▶ _Task instructions_
Locate the word "insertion" in the data below, then copy every line that holds it.
-------- Supplied data --------
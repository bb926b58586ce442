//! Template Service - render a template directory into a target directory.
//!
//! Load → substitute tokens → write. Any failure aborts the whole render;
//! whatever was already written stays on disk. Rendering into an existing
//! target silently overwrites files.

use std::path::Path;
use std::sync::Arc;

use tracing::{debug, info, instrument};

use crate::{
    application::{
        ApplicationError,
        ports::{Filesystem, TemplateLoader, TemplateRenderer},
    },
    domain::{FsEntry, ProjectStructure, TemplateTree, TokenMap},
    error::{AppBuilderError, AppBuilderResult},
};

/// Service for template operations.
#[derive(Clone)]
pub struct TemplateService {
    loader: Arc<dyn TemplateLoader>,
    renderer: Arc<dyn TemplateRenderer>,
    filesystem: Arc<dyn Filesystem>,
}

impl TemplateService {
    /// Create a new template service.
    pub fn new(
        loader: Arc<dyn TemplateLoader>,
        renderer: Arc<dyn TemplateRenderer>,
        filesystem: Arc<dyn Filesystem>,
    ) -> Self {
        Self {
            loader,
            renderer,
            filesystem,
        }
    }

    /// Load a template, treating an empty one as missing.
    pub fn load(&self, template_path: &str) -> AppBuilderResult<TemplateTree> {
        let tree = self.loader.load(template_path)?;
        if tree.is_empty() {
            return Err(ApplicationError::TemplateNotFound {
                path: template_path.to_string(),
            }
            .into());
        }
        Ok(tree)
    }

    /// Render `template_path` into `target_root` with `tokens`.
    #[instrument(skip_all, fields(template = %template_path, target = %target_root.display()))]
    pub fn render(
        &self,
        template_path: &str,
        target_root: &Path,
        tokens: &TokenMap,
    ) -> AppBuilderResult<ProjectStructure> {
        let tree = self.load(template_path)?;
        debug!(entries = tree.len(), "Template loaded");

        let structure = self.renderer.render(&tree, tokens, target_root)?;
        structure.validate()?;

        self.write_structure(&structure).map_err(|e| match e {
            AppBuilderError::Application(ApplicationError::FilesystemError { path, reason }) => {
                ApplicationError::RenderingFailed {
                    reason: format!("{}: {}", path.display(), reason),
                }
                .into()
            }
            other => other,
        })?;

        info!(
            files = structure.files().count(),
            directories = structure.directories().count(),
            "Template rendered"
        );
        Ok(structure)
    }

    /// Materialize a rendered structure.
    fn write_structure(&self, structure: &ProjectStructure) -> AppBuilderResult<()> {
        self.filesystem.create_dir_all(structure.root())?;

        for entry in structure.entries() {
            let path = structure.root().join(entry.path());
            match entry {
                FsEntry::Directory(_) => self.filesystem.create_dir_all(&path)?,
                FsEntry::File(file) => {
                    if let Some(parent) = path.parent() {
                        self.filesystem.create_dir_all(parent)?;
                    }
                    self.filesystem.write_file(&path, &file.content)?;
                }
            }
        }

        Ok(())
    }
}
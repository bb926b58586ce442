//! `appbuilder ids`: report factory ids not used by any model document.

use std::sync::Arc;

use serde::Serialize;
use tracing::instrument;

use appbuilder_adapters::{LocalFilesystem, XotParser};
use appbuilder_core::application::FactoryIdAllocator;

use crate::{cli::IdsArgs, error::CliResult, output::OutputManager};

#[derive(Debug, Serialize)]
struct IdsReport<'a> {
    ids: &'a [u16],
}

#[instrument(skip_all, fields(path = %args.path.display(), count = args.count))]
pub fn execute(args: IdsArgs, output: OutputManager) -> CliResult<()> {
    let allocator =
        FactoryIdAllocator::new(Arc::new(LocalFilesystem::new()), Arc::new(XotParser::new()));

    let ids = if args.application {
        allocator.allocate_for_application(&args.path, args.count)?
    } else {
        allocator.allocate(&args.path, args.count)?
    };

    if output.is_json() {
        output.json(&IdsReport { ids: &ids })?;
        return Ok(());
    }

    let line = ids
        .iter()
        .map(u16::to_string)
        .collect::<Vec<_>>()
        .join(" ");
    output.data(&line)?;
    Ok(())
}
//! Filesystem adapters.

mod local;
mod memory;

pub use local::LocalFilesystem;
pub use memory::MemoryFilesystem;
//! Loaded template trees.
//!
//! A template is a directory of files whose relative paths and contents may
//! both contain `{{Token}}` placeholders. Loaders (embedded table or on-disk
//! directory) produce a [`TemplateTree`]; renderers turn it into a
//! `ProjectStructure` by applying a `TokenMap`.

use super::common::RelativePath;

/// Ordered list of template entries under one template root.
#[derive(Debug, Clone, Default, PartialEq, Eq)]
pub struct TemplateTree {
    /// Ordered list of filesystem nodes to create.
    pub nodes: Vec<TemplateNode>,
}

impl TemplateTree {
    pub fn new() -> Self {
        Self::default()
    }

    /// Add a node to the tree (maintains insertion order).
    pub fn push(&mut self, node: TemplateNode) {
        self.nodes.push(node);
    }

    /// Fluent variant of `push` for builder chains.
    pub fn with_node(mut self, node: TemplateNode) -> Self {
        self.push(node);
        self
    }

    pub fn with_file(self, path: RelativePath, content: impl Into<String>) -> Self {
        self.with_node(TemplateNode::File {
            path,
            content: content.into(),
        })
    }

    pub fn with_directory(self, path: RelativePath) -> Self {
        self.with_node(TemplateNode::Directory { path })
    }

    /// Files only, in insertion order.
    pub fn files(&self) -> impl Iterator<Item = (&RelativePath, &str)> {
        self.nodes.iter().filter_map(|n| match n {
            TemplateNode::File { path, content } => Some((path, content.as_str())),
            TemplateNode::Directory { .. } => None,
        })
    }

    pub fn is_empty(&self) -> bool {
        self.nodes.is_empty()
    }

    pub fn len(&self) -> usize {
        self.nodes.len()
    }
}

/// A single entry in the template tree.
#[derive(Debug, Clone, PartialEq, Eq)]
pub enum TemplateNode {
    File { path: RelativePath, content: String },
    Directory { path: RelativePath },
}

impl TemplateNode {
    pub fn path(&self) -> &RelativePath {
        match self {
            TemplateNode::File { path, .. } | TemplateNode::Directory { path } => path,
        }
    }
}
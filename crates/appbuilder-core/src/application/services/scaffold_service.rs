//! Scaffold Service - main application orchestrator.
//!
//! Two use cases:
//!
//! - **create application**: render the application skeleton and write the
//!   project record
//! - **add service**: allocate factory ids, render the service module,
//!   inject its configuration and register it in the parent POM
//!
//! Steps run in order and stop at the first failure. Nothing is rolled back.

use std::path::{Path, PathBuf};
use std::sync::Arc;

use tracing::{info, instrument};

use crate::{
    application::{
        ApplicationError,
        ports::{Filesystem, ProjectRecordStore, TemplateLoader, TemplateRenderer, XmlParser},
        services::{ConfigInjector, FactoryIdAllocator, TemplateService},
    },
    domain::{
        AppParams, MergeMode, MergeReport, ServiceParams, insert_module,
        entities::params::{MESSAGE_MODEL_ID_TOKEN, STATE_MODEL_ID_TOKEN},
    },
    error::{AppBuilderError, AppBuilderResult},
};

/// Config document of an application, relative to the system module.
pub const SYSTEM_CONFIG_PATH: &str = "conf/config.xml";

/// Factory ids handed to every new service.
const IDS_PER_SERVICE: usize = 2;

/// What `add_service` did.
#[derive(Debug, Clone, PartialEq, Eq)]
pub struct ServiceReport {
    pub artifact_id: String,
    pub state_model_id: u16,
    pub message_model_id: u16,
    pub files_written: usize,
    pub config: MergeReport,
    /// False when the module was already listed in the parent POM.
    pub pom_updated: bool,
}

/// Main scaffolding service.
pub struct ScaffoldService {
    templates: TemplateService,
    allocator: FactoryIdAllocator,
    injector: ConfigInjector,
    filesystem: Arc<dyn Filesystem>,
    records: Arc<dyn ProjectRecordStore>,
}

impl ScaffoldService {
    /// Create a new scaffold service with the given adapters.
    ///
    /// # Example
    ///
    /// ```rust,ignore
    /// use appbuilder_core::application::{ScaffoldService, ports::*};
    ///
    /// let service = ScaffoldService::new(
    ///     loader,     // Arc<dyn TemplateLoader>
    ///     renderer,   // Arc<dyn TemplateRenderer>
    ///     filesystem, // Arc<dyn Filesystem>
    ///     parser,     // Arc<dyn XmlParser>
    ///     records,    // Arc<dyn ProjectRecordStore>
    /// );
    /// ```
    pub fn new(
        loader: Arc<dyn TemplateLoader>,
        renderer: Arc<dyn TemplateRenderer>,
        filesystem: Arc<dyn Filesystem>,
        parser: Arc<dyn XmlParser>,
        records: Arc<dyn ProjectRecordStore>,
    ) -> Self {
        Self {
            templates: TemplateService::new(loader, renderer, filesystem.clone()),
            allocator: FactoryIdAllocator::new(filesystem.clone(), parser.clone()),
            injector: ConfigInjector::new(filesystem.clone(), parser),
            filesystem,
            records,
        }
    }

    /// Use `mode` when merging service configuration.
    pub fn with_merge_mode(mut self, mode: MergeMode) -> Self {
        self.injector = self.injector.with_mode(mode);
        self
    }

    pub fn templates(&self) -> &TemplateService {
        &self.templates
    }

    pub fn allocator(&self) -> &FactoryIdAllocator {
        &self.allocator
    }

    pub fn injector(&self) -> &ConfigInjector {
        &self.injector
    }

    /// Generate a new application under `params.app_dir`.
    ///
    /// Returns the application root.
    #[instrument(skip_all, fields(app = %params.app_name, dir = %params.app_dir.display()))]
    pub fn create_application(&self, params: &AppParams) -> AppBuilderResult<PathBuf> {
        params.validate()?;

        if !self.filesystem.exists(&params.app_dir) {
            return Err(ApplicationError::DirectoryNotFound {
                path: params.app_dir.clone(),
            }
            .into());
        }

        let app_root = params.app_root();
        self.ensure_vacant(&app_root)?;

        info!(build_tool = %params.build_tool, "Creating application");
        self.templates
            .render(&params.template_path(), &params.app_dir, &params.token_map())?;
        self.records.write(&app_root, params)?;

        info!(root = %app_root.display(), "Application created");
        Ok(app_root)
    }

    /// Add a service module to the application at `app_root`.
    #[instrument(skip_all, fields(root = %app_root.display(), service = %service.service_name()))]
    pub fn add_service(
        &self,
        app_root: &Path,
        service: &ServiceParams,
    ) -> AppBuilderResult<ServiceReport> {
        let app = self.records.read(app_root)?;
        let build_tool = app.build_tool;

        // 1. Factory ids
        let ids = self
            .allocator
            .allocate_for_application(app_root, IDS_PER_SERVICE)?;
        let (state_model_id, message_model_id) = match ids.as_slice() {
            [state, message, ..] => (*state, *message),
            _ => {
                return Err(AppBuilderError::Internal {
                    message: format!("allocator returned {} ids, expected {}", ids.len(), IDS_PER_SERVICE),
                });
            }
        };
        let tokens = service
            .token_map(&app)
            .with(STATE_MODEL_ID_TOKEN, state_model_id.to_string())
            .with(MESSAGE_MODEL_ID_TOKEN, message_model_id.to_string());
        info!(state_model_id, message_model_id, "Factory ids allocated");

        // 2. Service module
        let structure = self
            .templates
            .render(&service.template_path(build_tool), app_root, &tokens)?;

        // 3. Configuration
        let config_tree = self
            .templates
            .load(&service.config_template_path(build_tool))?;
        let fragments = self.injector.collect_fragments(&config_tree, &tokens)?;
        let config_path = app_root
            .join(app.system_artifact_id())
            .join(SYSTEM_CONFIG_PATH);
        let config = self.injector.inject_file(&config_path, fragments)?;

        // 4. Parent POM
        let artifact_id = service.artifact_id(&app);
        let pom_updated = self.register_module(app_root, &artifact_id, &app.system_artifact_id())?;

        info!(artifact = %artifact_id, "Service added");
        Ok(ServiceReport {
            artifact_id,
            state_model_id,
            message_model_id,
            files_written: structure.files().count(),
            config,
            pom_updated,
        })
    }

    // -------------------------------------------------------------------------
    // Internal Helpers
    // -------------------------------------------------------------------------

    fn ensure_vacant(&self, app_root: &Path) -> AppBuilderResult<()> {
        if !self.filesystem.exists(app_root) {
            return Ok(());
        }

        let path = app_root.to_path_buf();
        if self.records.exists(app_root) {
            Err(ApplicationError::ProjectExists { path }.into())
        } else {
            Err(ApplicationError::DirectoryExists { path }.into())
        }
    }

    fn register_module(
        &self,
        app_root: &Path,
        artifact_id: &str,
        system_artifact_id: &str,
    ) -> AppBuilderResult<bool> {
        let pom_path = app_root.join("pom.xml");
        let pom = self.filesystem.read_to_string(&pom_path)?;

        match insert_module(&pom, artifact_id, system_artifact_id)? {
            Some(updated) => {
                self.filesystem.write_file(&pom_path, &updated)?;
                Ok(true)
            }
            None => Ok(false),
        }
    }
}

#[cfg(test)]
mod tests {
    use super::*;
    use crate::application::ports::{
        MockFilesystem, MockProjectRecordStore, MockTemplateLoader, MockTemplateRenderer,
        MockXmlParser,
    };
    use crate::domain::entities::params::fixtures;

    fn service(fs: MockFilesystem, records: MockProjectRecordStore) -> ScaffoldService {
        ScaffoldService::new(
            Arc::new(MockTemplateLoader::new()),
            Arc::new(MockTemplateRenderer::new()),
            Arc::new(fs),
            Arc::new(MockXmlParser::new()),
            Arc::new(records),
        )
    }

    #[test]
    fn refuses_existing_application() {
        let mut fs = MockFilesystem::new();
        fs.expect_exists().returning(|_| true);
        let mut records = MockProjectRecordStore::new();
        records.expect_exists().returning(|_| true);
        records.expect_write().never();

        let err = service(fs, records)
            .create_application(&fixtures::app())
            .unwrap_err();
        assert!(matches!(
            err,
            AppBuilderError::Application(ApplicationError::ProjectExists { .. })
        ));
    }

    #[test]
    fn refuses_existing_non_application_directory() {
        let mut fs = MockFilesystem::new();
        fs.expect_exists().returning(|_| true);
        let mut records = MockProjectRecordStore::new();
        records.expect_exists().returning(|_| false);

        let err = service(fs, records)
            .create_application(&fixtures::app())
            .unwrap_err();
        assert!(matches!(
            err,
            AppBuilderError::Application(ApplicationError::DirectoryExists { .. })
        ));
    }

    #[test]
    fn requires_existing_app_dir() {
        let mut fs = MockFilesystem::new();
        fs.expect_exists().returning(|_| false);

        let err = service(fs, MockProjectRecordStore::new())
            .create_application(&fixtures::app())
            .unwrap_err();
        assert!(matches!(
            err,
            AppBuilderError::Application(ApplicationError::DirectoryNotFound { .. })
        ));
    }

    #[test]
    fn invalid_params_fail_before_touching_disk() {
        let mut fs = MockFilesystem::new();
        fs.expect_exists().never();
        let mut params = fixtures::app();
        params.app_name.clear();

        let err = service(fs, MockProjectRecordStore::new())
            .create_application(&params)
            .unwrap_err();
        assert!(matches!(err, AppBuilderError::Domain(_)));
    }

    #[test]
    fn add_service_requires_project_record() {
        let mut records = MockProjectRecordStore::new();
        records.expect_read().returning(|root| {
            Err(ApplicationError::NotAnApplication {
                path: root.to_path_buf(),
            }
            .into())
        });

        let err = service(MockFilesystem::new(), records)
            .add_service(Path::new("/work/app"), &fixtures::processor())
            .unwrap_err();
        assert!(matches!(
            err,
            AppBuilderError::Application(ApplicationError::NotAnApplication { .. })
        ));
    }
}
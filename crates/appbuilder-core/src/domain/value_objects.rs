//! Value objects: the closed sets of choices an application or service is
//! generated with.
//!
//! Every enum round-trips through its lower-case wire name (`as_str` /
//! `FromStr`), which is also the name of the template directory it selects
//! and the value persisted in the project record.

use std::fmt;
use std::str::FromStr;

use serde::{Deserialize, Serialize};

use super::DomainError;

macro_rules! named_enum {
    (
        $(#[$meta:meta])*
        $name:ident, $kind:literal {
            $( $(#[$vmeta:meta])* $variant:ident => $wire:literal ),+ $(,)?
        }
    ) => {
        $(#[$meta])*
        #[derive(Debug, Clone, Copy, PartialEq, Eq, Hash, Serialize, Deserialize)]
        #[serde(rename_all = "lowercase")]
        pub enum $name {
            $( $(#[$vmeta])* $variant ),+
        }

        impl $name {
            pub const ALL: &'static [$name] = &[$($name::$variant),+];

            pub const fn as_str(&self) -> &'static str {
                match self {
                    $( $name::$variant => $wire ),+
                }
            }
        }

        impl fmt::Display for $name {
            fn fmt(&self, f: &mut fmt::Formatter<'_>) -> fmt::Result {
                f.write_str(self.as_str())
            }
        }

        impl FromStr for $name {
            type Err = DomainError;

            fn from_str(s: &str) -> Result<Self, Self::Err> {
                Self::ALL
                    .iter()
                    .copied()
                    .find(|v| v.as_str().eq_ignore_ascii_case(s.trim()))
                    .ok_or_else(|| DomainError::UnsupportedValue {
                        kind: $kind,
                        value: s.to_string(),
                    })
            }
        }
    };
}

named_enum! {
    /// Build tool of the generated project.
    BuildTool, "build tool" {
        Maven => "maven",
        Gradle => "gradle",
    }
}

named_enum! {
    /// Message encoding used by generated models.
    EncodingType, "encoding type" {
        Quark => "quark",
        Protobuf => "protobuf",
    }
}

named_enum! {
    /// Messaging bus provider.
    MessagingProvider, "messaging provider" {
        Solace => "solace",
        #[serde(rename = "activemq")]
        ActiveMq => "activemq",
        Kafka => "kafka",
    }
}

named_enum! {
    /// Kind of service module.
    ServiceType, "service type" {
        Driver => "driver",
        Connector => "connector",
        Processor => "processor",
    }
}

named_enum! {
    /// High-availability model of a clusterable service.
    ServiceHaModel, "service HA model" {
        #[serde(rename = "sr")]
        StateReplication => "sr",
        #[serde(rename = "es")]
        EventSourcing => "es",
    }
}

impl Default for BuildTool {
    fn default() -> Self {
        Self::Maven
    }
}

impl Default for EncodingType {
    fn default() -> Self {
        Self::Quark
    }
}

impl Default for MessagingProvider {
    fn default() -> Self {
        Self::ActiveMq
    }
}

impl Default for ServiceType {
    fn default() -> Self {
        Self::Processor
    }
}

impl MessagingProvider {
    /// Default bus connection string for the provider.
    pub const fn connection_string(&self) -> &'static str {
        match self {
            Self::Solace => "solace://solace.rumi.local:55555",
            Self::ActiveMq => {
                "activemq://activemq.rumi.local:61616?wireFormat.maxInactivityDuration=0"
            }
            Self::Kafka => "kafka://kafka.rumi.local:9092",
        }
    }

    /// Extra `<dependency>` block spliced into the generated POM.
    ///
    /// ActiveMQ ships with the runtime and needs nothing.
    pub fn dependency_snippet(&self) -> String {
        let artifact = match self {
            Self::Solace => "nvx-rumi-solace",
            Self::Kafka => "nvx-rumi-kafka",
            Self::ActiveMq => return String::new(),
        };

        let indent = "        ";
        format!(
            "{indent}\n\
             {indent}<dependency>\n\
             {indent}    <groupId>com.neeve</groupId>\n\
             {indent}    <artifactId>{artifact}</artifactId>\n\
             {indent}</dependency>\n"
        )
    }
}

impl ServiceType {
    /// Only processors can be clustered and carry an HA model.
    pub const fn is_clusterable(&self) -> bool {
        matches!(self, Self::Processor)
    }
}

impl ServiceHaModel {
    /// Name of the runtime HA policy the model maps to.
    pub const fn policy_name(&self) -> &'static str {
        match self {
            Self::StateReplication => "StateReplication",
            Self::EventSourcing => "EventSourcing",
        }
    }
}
--------
▶ _Solution for this exercise_
    /// Add a node to the tree (maintains insertion order).
    /// Files only, in insertion order.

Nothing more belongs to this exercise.